The Charlotte-Mecklenburg school board has called an emergency meeting for 2 p.m. Thursday to decide whether to scrap plans to hold in-person orientation in August.

The decision comes as COVID-19 cases continue to rise in North Carolina and across the country.

A recent Washington Post article quoted the director of the Centers for Disease Control and Prevention said schools in coronavirus "hot spots" should consider delaying in-person reopening. Director Robert Redfern defined hot spots as locations where more than 5% of tests are coming back positive.

"In Mecklenburg County roughly 10% of the coronavirus tests have been coming back positive. ... Some parts of our community have test positive results of 30%," board member Carol Sawyer posted on Facebook Sunday. She said the new information "shifts my thinking on the safety of the in-person orientation days" and called for a switch to all-remote opening.

The school board meeting will be held electronically and streamed on the board's Facebook page.

On July 15, seven of nine members voted to bring students back to school in small groups for three- or four-day orientation sessions, then shift everyone to remote learning until further notice. North Carolina Gov. Roy Cooper gave districts a choice between "Plan B," which brings students back with six feet of social distancing, and "Plan C," which is all remote.

CMS board Vice Chair Thelma Byers-Bailey said last week that in-person sessions are vital for students who will be unable to do remote learning unless someone gives them the devices they need and shows them how to use the software.

"I can't sacrifice my children. I cannot," Byers-Bailey said, referring to students in her district she believes will be left out in an all-remote opening.

But teachers, students and parents continued to urge CMS to pull the plug on the in-person sessions, saying the risk of spreading the virus is too great.

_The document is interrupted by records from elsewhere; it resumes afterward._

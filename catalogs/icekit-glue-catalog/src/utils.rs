use std::collections::HashMap;

/// Parameter key `metadata_location` for `TableInput`
pub(crate) const METADATA_LOCATION: &str = "metadata_location";
/// Parameter key `previous_metadata_location` for `TableInput`
pub(crate) const PREVIOUS_METADATA_LOCATION: &str = "previous_metadata_location";
/// Parameter key `table_type` for `TableInput`
pub(crate) const TABLE_TYPE: &str = "table_type";
/// Parameter value `table_type` for `TableInput`
pub(crate) const ICEBERG: &str = "ICEBERG";

/// Whether a Glue parameter map marks an Iceberg table
pub(crate) fn is_iceberg(parameters: &HashMap<String, String>) -> bool {
    parameters.get(TABLE_TYPE).map(String::as_str) == Some(ICEBERG)
}

/// Parameters of a record after a commit from `previous` to `metadata_location`.
/// Unrelated parameters of the existing record are kept.
pub(crate) fn commit_parameters(
    existing: &HashMap<String, String>,
    previous: &str,
    metadata_location: &str,
) -> HashMap<String, String> {
    let mut parameters = existing.clone();
    parameters.insert(TABLE_TYPE.to_string(), ICEBERG.to_string());
    parameters.insert(METADATA_LOCATION.to_string(), metadata_location.to_string());
    parameters.insert(PREVIOUS_METADATA_LOCATION.to_string(), previous.to_string());
    parameters
}

#[cfg(test)]
mod tests {
    use super::*;

    #[test]
    fn table_type_marker() {
        let mut parameters = HashMap::new();
        assert!(!is_iceberg(&parameters));
        parameters.insert(TABLE_TYPE.to_string(), "iceberg".to_string());
        assert!(!is_iceberg(&parameters));
        parameters.insert(TABLE_TYPE.to_string(), ICEBERG.to_string());
        assert!(is_iceberg(&parameters));
    }

    #[test]
    fn commit_keeps_other_parameters() {
        let existing = HashMap::from([
            (TABLE_TYPE.to_string(), ICEBERG.to_string()),
            (METADATA_LOCATION.to_string(), "s3://b/t/metadata/00000-a.metadata.json".to_string()),
            ("owner".to_string(), "etl".to_string()),
        ]);
        let parameters = commit_parameters(
            &existing,
            "s3://b/t/metadata/00000-a.metadata.json",
            "s3://b/t/metadata/00001-b.metadata.json",
        );
        assert_eq!(parameters["owner"], "etl");
        assert_eq!(
            parameters[METADATA_LOCATION],
            "s3://b/t/metadata/00001-b.metadata.json"
        );
        assert_eq!(
            parameters[PREVIOUS_METADATA_LOCATION],
            "s3://b/t/metadata/00000-a.metadata.json"
        );
    }
}
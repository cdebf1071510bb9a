/*!
In-process catalog.

Keeps the identifier to metadata location mapping in memory. Useful for tests and
for embedding, nothing is persisted.
*/

use std::collections::HashMap;

use async_trait::async_trait;
use tokio::sync::RwLock;
use tracing::{debug, instrument, warn};

use crate::error::Error;

use super::{identifier::Identifier, namespace::Namespace, Catalog, CatalogTable, CatalogType};

/// In memory catalog
#[derive(Debug)]
pub struct MemoryCatalog {
    name: String,
    tables: RwLock<HashMap<Identifier, String>>,
}

impl MemoryCatalog {
    /// Create an empty catalog
    pub fn new(name: &str) -> Self {
        MemoryCatalog {
            name: name.to_owned(),
            tables: RwLock::new(HashMap::new()),
        }
    }

    /// Adds a table whose metadata file already exists at `metadata_location`
    pub async fn register_table(
        &self,
        identifier: &Identifier,
        metadata_location: &str,
    ) -> Result<CatalogTable, Error> {
        let mut tables = self.tables.write().await;
        if tables.contains_key(identifier) {
            return Err(Error::AlreadyExists(identifier.to_string()));
        }
        tables.insert(identifier.clone(), metadata_location.to_owned());
        Ok(self.entry(identifier.clone(), metadata_location.to_owned()))
    }

    fn entry(&self, identifier: Identifier, metadata_location: String) -> CatalogTable {
        CatalogTable {
            identifier,
            metadata_location,
            catalog_type: CatalogType::Memory,
        }
    }
}

#[async_trait]
impl Catalog for MemoryCatalog {
    fn name(&self) -> &str {
        &self.name
    }

    fn catalog_type(&self) -> CatalogType {
        CatalogType::Memory
    }

    #[instrument(name = "icekit::memory::get_table", level = "debug", skip(self), fields(catalog = %self.name))]
    async fn get_table(&self, identifier: &Identifier) -> Result<CatalogTable, Error> {
        let tables = self.tables.read().await;
        let location = tables.get(identifier).ok_or(Error::NoSuchTable)?;
        Ok(self.entry(identifier.clone(), location.clone()))
    }

    #[instrument(name = "icekit::memory::list_tables", level = "debug", skip(self), fields(catalog = %self.name))]
    async fn list_tables(&self, namespace: &Namespace) -> Result<Vec<CatalogTable>, Error> {
        let tables = self.tables.read().await;
        let mut entries: Vec<_> = tables
            .iter()
            .filter(|(identifier, _)| identifier.namespace() == namespace)
            .map(|(identifier, location)| self.entry(identifier.clone(), location.clone()))
            .collect();
        entries.sort_by(|a, b| a.identifier.cmp(&b.identifier));
        Ok(entries)
    }

    #[instrument(name = "icekit::memory::swap", level = "debug", skip(self), fields(catalog = %self.name))]
    async fn swap_metadata_location(
        &self,
        identifier: &Identifier,
        expected: &str,
        new: &str,
    ) -> Result<CatalogTable, Error> {
        let mut tables = self.tables.write().await;
        let current = tables.get_mut(identifier).ok_or(Error::NoSuchTable)?;
        if current != expected {
            warn!(found = %current, "commit conflict");
            return Err(Error::CommitConflict {
                expected: expected.to_owned(),
                found: current.clone(),
            });
        }
        *current = new.to_owned();
        debug!("swapped metadata location");
        Ok(self.entry(identifier.clone(), new.to_owned()))
    }
}
/*!
The narrow slice of the Glue API the catalog needs.

[GlueApi] is implemented for the AWS SDK [Client]. Other implementations can stand
in for Glue, which is how the catalog is tested.
*/

use std::{collections::HashMap, fmt::Debug};

use async_trait::async_trait;
use aws_sdk_glue::{
    types::{Column, StorageDescriptor, Table, TableInput},
    Client,
};

use crate::error::Error;

/// A Glue table record.
///
/// `UpdateTable` replaces the whole record, so everything the catalog doesn't
/// change is carried along and written back as it was read.
#[derive(Debug, Clone, PartialEq, Default)]
pub struct GlueTable {
    /// Table name
    pub name: String,
    /// Table parameters, Iceberg tables carry `table_type` and `metadata_location`
    pub parameters: HashMap<String, String>,
    /// Version of the record, used for optimistic updates
    pub version_id: Option<String>,
    /// Glue table type, for example `EXTERNAL_TABLE`
    pub table_type: Option<String>,
    /// Description of the table
    pub description: Option<String>,
    /// Owner of the table
    pub owner: Option<String>,
    /// Partition columns
    pub partition_keys: Option<Vec<Column>>,
    /// Columns, location and formats
    pub storage_descriptor: Option<StorageDescriptor>,
}

impl GlueTable {
    /// Storage descriptor location
    pub fn location(&self) -> Option<&str> {
        self.storage_descriptor.as_ref().and_then(|x| x.location())
    }
}

impl From<Table> for GlueTable {
    fn from(value: Table) -> Self {
        GlueTable {
            name: value.name,
            parameters: value.parameters.unwrap_or_default(),
            version_id: value.version_id,
            table_type: value.table_type,
            description: value.description,
            owner: value.owner,
            partition_keys: value.partition_keys,
            storage_descriptor: value.storage_descriptor,
        }
    }
}

/// Input of `UpdateTable` that writes `table` back unchanged
pub(crate) fn table_input(table: &GlueTable) -> Result<TableInput, Error> {
    Ok(TableInput::builder()
        .name(&table.name)
        .set_parameters(Some(table.parameters.clone()))
        .set_table_type(table.table_type.clone())
        .set_description(table.description.clone())
        .set_owner(table.owner.clone())
        .set_partition_keys(table.partition_keys.clone())
        .set_storage_descriptor(table.storage_descriptor.clone())
        .build()?)
}

/// Glue operations used by the catalog
#[async_trait]
pub trait GlueApi: Send + Sync + Debug {
    /// Fetch one table record. Missing tables or databases yield [Error::EntityNotFound].
    async fn get_table(&self, database: &str, name: &str) -> Result<GlueTable, Error>;
    /// Fetch all table records of a database, following continuation tokens
    async fn get_tables(&self, database: &str) -> Result<Vec<GlueTable>, Error>;
    /// Replace a table record. With a `version_id` the update only succeeds if the
    /// record is still at that version, otherwise it fails with
    /// [Error::ConcurrentModification].
    async fn update_table(
        &self,
        database: &str,
        table: &GlueTable,
        version_id: Option<&str>,
    ) -> Result<(), Error>;
}

#[async_trait]
impl GlueApi for Client {
    async fn get_table(&self, database: &str, name: &str) -> Result<GlueTable, Error> {
        let result = self
            .get_table()
            .database_name(database)
            .name(name)
            .send()
            .await
            .map_err(|err| {
                if err
                    .as_service_error()
                    .is_some_and(|err| err.is_entity_not_found_exception())
                {
                    Error::EntityNotFound(format!("{database}.{name}"))
                } else {
                    Error::from(err)
                }
            })?;
        result
            .table
            .map(GlueTable::from)
            .ok_or(Error::EntityNotFound(format!("{database}.{name}")))
    }

    async fn get_tables(&self, database: &str) -> Result<Vec<GlueTable>, Error> {
        let mut tables = Vec::new();
        let mut token = None;

        loop {
            let result = self
                .get_tables()
                .database_name(database)
                .set_next_token(token)
                .send()
                .await?;

            if let Some(new) = result.table_list {
                tables.extend(new.into_iter().map(GlueTable::from));
            }
            token = result.next_token;

            if token.is_none() {
                break;
            }
        }

        Ok(tables)
    }

    async fn update_table(
        &self,
        database: &str,
        table: &GlueTable,
        version_id: Option<&str>,
    ) -> Result<(), Error> {
        self.update_table()
            .database_name(database)
            .set_version_id(version_id.map(ToOwned::to_owned))
            .table_input(table_input(table)?)
            .send()
            .await
            .map_err(|err| match err.as_service_error() {
                Some(service) if service.is_concurrent_modification_exception() => {
                    Error::ConcurrentModification(format!("{database}.{}", table.name))
                }
                Some(service) if service.is_entity_not_found_exception() => {
                    Error::EntityNotFound(format!("{database}.{}", table.name))
                }
                _ => Error::from(err),
            })?;
        Ok(())
    }
}

#[cfg(test)]
mod tests {
    use super::*;

    fn orders() -> GlueTable {
        GlueTable {
            name: "orders".to_owned(),
            parameters: HashMap::from([("table_type".to_owned(), "ICEBERG".to_owned())]),
            version_id: Some("4".to_owned()),
            table_type: Some("EXTERNAL_TABLE".to_owned()),
            description: Some("daily orders".to_owned()),
            owner: Some("etl".to_owned()),
            partition_keys: Some(vec![Column::builder()
                .name("day")
                .r#type("date")
                .build()
                .unwrap()]),
            storage_descriptor: Some(
                StorageDescriptor::builder()
                    .columns(
                        Column::builder()
                            .name("id")
                            .r#type("bigint")
                            .build()
                            .unwrap(),
                    )
                    .location("s3://warehouse/orders")
                    .input_format("org.apache.hadoop.mapred.FileInputFormat")
                    .build(),
            ),
        }
    }

    #[test]
    fn table_input_keeps_record() {
        let table = orders();
        let input = table_input(&table).unwrap();
        assert_eq!(input.name, "orders");
        assert_eq!(input.parameters.as_ref(), Some(&table.parameters));
        assert_eq!(input.table_type.as_deref(), Some("EXTERNAL_TABLE"));
        assert_eq!(input.description.as_deref(), Some("daily orders"));
        assert_eq!(input.owner.as_deref(), Some("etl"));
        assert_eq!(input.partition_keys, table.partition_keys);
        assert_eq!(input.storage_descriptor, table.storage_descriptor);
        assert_eq!(table.location(), Some("s3://warehouse/orders"));
    }
}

Sawyer is one of the seven members who approved the current plan. So is Lenora Shipp, who said Monday she now thinks it's time to review new data and "pivot" if needed.

"Nobody can deny we want children back in school, and they need to be back" Shipp said. "But we also don't want to look at anyone not being safe."

At least 46 of the state's 115 school districts and 31 of approximately 200 charter schools have approved all-remote openings as of Friday, according to a News & Observer tally. That represents almost 52% of all students.

Tens of thousands more families have opted to keep their students home through remote academies offered in every district. CMS closed its registration at midnight Sunday; Monday the district released a preliminary tally of 52,552 students signed up. That's about 36% of last year's total enrollment.

Breakdowns by school and demographics will be released later, the district says.

CMS, like districts across the country, is trying to choose the bests of bad options. Keeping kids at home threatens their academic progress -- and in some cases, their physical and mental health. Bringing them back risks the spread of a potentially deadly disease that's still being figured out.

In a Sunday New York Times analysis, a Virginia superintendent was quoted as comparing the process to "playing a game of 3D chess while standing on one leg in the middle of a hurricane."

North Carolina Senate leader Phil Berger has pushed for in-person classes at full capacity.

"In-person instruction is absolutely critical for student success," he tweeted Monday. "Gov. Cooper's decision to exclude an option for full, in-person instruction will worsen inequities we expect our public schools to help mitigate.